Development of a reliable and rapid process for synthesis of stable silver nanoparticles using nanocellulose is highly desired. In the present study, we report an efficient approach for the synthesis of stable silver nanoparticles (AgNPs) using dialdehyde cellulose nanocrystal (DACNC) as both reducing and stabilizing agent. The periodated cellulose nanocrystals (CNCs) were able to reduce silver ions to obtain cellulose nanocrystal–AgNPs (CNC–AgNPs) composites with high Ag percentage. The resulting composites were characterized by using UV–Vis spectroscopy, fourier infrared spectroscopy (FT-IR), X-ray diffraction (XRD), atomic absorption spectroscopy (AAS), thermogravimetric analysis (TGA) and transmission electron microscopy (TEM). Furthermore, their antimicrobial activities were investigated. The formation of AgNPs was evidenced by the surface plasmon resonance peak at around 400 nm.
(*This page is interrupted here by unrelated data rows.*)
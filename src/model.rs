//! In-memory model produced by one parse.
//!
//! The model is an arena of [`Element`] nodes plus two indices over it:
//! identifier → element and qualified kind → elements. Child lists
//! (`properties`, `types`, `literal_values`, …) store [`NodeId`]s rather
//! than owned elements, so an element appearing both in an index and in a
//! parent's collection is a single node: a rewrite during the resolution
//! pass is visible through every list that contains it.
//!
//! ```text
//! Model
//! ├── nodes: Vec<Element>                     (arena)
//! ├── by_id: IndexMap<SmolStr, NodeId>       (insertion order preserved)
//! └── by_kind: IndexMap<SmolStr, Vec<NodeId>>
//! ```

use indexmap::IndexMap;
use smol_str::SmolStr;
use tracing::warn;

#[cfg(feature = "serde")]
use serde::Serialize;

// ============================================================================
// NODE IDS
// ============================================================================

/// Index of an element in the model's arena.
#[derive(Clone, Copy, Debug, PartialEq, Eq, Hash)]
#[cfg_attr(feature = "serde", derive(Serialize), serde(transparent))]
pub struct NodeId(u32);

impl NodeId {
    fn index(self) -> usize {
        self.0 as usize
    }
}

// ============================================================================
// DIALECT
// ============================================================================

/// Metamodel dialect, resolved once from the root element's `xmlns:`
/// declarations. Every prefix-relative tag and kind lookup depends on it.
#[derive(Clone, Copy, Debug, PartialEq, Eq)]
#[cfg_attr(feature = "serde", derive(Serialize))]
pub enum Dialect {
    Cmof,
    Uml,
}

impl Dialect {
    /// The namespace prefix qualifying dialect-scoped tag and kind names.
    pub fn prefix(self) -> &'static str {
        match self {
            Self::Cmof => "cmof",
            Self::Uml => "uml",
        }
    }
}

// ============================================================================
// ATTRIBUTE VALUES
// ============================================================================

/// An attribute value after boolean coercion.
///
/// The literal strings `"true"`/`"false"` become [`AttrValue::Bool`];
/// everything else stays a string (canonicalized through the caller's
/// prefix table).
#[derive(Clone, Debug, PartialEq, Eq)]
#[cfg_attr(feature = "serde", derive(Serialize), serde(untagged))]
pub enum AttrValue {
    Bool(bool),
    Str(SmolStr),
}

impl AttrValue {
    /// Get the string value, if this is a string.
    pub fn as_str(&self) -> Option<&str> {
        match self {
            Self::Str(s) => Some(s),
            Self::Bool(_) => None,
        }
    }

    /// Get the boolean value, if this is a boolean.
    pub fn as_bool(&self) -> Option<bool> {
        match self {
            Self::Bool(b) => Some(*b),
            Self::Str(_) => None,
        }
    }
}

impl From<&str> for AttrValue {
    fn from(s: &str) -> Self {
        Self::Str(SmolStr::new(s))
    }
}

impl From<bool> for AttrValue {
    fn from(b: bool) -> Self {
        Self::Bool(b)
    }
}

// ============================================================================
// ELEMENT KINDS
// ============================================================================

/// The metatype of a parsed element.
///
/// The kind *index* on [`Model`] is keyed by the raw qualified strings
/// found in the document (`"cmof:Class"`, `"uml:Package"`); this enum is
/// the typed view handlers and downstream generators dispatch on.
#[derive(Clone, Copy, Debug, PartialEq, Eq, Hash)]
#[cfg_attr(feature = "serde", derive(Serialize))]
pub enum ElementKind {
    Package,
    Class,
    DataType,
    PrimitiveType,
    Type,
    Enumeration,
    Association,
    Property,
    EnumerationLiteral,
    Generalization,
    Tag,
    /// Synthetic value holder (`defaultValue`, `upperValue`); never
    /// registered in either index.
    Value,
    Other,
}

impl ElementKind {
    /// Parse from an unqualified metaclass name.
    pub fn from_local(local: &str) -> Self {
        match local {
            "Package" => Self::Package,
            "Class" => Self::Class,
            "DataType" => Self::DataType,
            "PrimitiveType" => Self::PrimitiveType,
            "Type" => Self::Type,
            "Enumeration" => Self::Enumeration,
            "Association" => Self::Association,
            "Property" => Self::Property,
            "EnumerationLiteral" => Self::EnumerationLiteral,
            "Generalization" => Self::Generalization,
            "Tag" => Self::Tag,
            _ => Self::Other,
        }
    }

    /// Parse from a qualified `xmi:type` value, e.g. `"cmof:Class"`.
    pub fn from_xmi_type(xmi_type: &str) -> Self {
        let local = xmi_type.rsplit(':').next().unwrap_or(xmi_type);
        Self::from_local(local)
    }

    /// Returns true for type-like kinds that class hierarchies are built
    /// from.
    pub fn is_type(&self) -> bool {
        matches!(
            self,
            Self::Class | Self::DataType | Self::PrimitiveType | Self::Type | Self::Enumeration
        )
    }
}

// ============================================================================
// ELEMENT
// ============================================================================

/// One parsed construct: a package, class, property, enumeration literal,
/// generalization edge, and so on.
///
/// All kinds share the id/name substructure; the kind-specific fields are
/// left at their defaults when a handler does not populate them.
/// Attributes the parser does not interpret keep their document-order
/// slot in [`attrs`](Self::attrs).
#[derive(Clone, Debug, PartialEq)]
#[cfg_attr(feature = "serde", derive(Serialize))]
pub struct Element {
    /// Persistent identifier (`xmi:id`). Cleared on some kinds after
    /// registration; the index key survives.
    pub id: Option<SmolStr>,
    /// The metatype.
    pub kind: ElementKind,
    /// Declared name (absent on some kinds).
    pub name: Option<SmolStr>,

    /// Superclass references: identifiers during parsing, rewritten to
    /// names by the resolution pass where they resolve.
    pub super_class: Vec<SmolStr>,
    /// Owned attributes, in document order.
    pub properties: Vec<NodeId>,
    /// Enumeration literals, in document order.
    pub literal_values: Vec<NodeId>,
    /// Contained classes, data types, and primitive types.
    pub types: Vec<NodeId>,
    /// Contained associations.
    pub associations: Vec<NodeId>,
    /// Contained enumerations.
    pub enumerations: Vec<NodeId>,
    /// An association's owned end.
    pub owned_end: Option<NodeId>,

    /// Namespace prefix (packages; may be overridden by a metadata tag).
    pub prefix: Option<SmolStr>,
    /// Namespace uri, stripped of its `-XMI`/`.xmi` decoration.
    pub uri: Option<SmolStr>,

    /// Referenced type: an identifier during parsing, a name after
    /// resolution.
    pub type_ref: Option<SmolStr>,
    /// Default value, from a `default` attribute or a nested
    /// `defaultValue` element.
    pub default: Option<AttrValue>,
    /// Redefined property cross-reference (`Owner#member`).
    pub redefines: Option<SmolStr>,

    // Cardinality inputs, as declared in the document.
    pub lower: Option<SmolStr>,
    pub upper: Option<SmolStr>,
    pub aggregation: Option<SmolStr>,
    pub association: Option<SmolStr>,
    pub visibility: Option<SmolStr>,
    pub is_composite: bool,
    pub is_derived: bool,
    pub is_derived_union: bool,
    pub is_ordered: bool,

    // Derived flags.
    pub is_abstract: bool,
    pub is_attr: bool,
    pub is_id: bool,
    pub is_many: bool,
    pub is_virtual: bool,
    pub is_reference: bool,

    /// Remaining uninterpreted attributes, in document order.
    pub attrs: IndexMap<SmolStr, AttrValue>,
}

impl Element {
    /// Create an empty element of the given kind.
    pub fn new(kind: ElementKind) -> Self {
        Self {
            id: None,
            kind,
            name: None,
            super_class: Vec::new(),
            properties: Vec::new(),
            literal_values: Vec::new(),
            types: Vec::new(),
            associations: Vec::new(),
            enumerations: Vec::new(),
            owned_end: None,
            prefix: None,
            uri: None,
            type_ref: None,
            default: None,
            redefines: None,
            lower: None,
            upper: None,
            aggregation: None,
            association: None,
            visibility: None,
            is_composite: false,
            is_derived: false,
            is_derived_union: false,
            is_ordered: false,
            is_abstract: false,
            is_attr: false,
            is_id: false,
            is_many: false,
            is_virtual: false,
            is_reference: false,
            attrs: IndexMap::new(),
        }
    }

    /// Get an uninterpreted attribute by key.
    pub fn attr(&self, key: &str) -> Option<&AttrValue> {
        self.attrs.get(key)
    }

    /// Get the name as a string slice.
    pub fn name(&self) -> Option<&str> {
        self.name.as_deref()
    }
}

// ============================================================================
// MODEL
// ============================================================================

/// The queryable model returned by a parse: an element arena plus the
/// identifier and kind indices.
///
/// Both indices iterate in insertion (document) order, so walking the
/// model is deterministic within one run.
#[derive(Clone, Debug, Default)]
#[cfg_attr(feature = "serde", derive(Serialize))]
pub struct Model {
    pub(crate) nodes: Vec<Element>,
    pub(crate) by_id: IndexMap<SmolStr, NodeId>,
    pub(crate) by_kind: IndexMap<SmolStr, Vec<NodeId>>,
    pub(crate) dialect: Option<Dialect>,
}

impl Model {
    pub(crate) fn new() -> Self {
        Self::default()
    }

    /// Allocate an element in the arena without indexing it.
    pub(crate) fn alloc(&mut self, element: Element) -> NodeId {
        let node = NodeId(self.nodes.len() as u32);
        self.nodes.push(element);
        node
    }

    /// Index a node under its identifier. Duplicates are logged; the
    /// later element wins.
    pub(crate) fn register_id(&mut self, id: SmolStr, node: NodeId) {
        if self.by_id.insert(id.clone(), node).is_some() {
            warn!(%id, "duplicate element id, later element wins");
        }
    }

    /// Append a node to the list for its qualified kind.
    pub(crate) fn register_kind(&mut self, kind: SmolStr, node: NodeId) {
        self.by_kind.entry(kind).or_default().push(node);
    }

    pub(crate) fn node_by_id(&self, id: &str) -> Option<NodeId> {
        self.by_id.get(id).copied()
    }

    pub(crate) fn node_ids(&self) -> impl Iterator<Item = NodeId> + '_ {
        self.by_id.values().copied()
    }

    pub(crate) fn get_mut(&mut self, node: NodeId) -> &mut Element {
        &mut self.nodes[node.index()]
    }

    /// Get an element by arena id.
    pub fn get(&self, node: NodeId) -> &Element {
        &self.nodes[node.index()]
    }

    /// Look up an element by its document identifier.
    pub fn element_by_id(&self, id: &str) -> Option<&Element> {
        self.node_by_id(id).map(|node| self.get(node))
    }

    /// All elements registered under a qualified kind, in document order.
    pub fn elements_of_kind<'a>(&'a self, kind: &str) -> impl Iterator<Item = &'a Element> {
        self.by_kind
            .get(kind)
            .into_iter()
            .flatten()
            .map(|node| self.get(*node))
    }

    /// The qualified kind strings encountered in the document.
    pub fn kinds(&self) -> impl Iterator<Item = &str> {
        self.by_kind.keys().map(SmolStr::as_str)
    }

    /// Iterate the identifier index in insertion order.
    pub fn iter_by_id(&self) -> impl Iterator<Item = (&str, &Element)> {
        self.by_id
            .iter()
            .map(|(id, node)| (id.as_str(), self.get(*node)))
    }

    /// Resolve a child list into its elements.
    pub fn children<'a>(&'a self, nodes: &'a [NodeId]) -> impl Iterator<Item = &'a Element> {
        nodes.iter().map(|node| self.get(*node))
    }

    /// Number of elements in the identifier index.
    pub fn element_count(&self) -> usize {
        self.by_id.len()
    }

    /// The dialect resolved from the document's root element.
    pub fn dialect(&self) -> Option<Dialect> {
        self.dialect
    }
}

#[cfg(test)]
mod tests {
    use super::*;

    #[test]
    fn element_kind_from_qualified_type() {
        assert_eq!(ElementKind::from_xmi_type("cmof:Class"), ElementKind::Class);
        assert_eq!(ElementKind::from_xmi_type("uml:Package"), ElementKind::Package);
        assert_eq!(
            ElementKind::from_xmi_type("cmof:PrimitiveType"),
            ElementKind::PrimitiveType
        );
        assert_eq!(ElementKind::from_xmi_type("Enumeration"), ElementKind::Enumeration);
        assert_eq!(ElementKind::from_xmi_type("cmof:Import"), ElementKind::Other);
    }

    #[test]
    fn duplicate_id_keeps_later_element() {
        let mut model = Model::new();

        let mut first = Element::new(ElementKind::Class);
        first.name = Some("First".into());
        let first = model.alloc(first);
        model.register_id("shared".into(), first);

        let mut second = Element::new(ElementKind::Class);
        second.name = Some("Second".into());
        let second = model.alloc(second);
        model.register_id("shared".into(), second);

        assert_eq!(model.element_count(), 1);
        assert_eq!(model.element_by_id("shared").unwrap().name(), Some("Second"));
    }

    #[test]
    fn kind_index_preserves_document_order() {
        let mut model = Model::new();
        for name in ["A", "B", "C"] {
            let mut element = Element::new(ElementKind::Class);
            element.name = Some(name.into());
            let node = model.alloc(element);
            model.register_kind("cmof:Class".into(), node);
        }

        let names: Vec<_> = model
            .elements_of_kind("cmof:Class")
            .map(|e| e.name().unwrap().to_string())
            .collect();
        assert_eq!(names, ["A", "B", "C"]);
    }
}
XRD data showed diffraction peaks at 2θ 38.33o, 44.55o, 64.27o, 77.66o, which can be indexed to (111), (200), (220), (311), and (222) planes of pure silver, indicating the successful synthesis of silver nanoparticles. The TEM images of CNC–AgNPs showed spherical AgNPs with sizes from several nanometers to 30 nm on the cellulose nanocrystal surfaces. The composites showed high antibacterial activities against Escherichia coli and Staphylococcus aureus. When the CNC–AgNPs was added into the pulp fibers, the obtained handsheets also displayed strong antibacterial activities with higher strength properties and a lower air permeability, indicating potential applications in food packaging materials.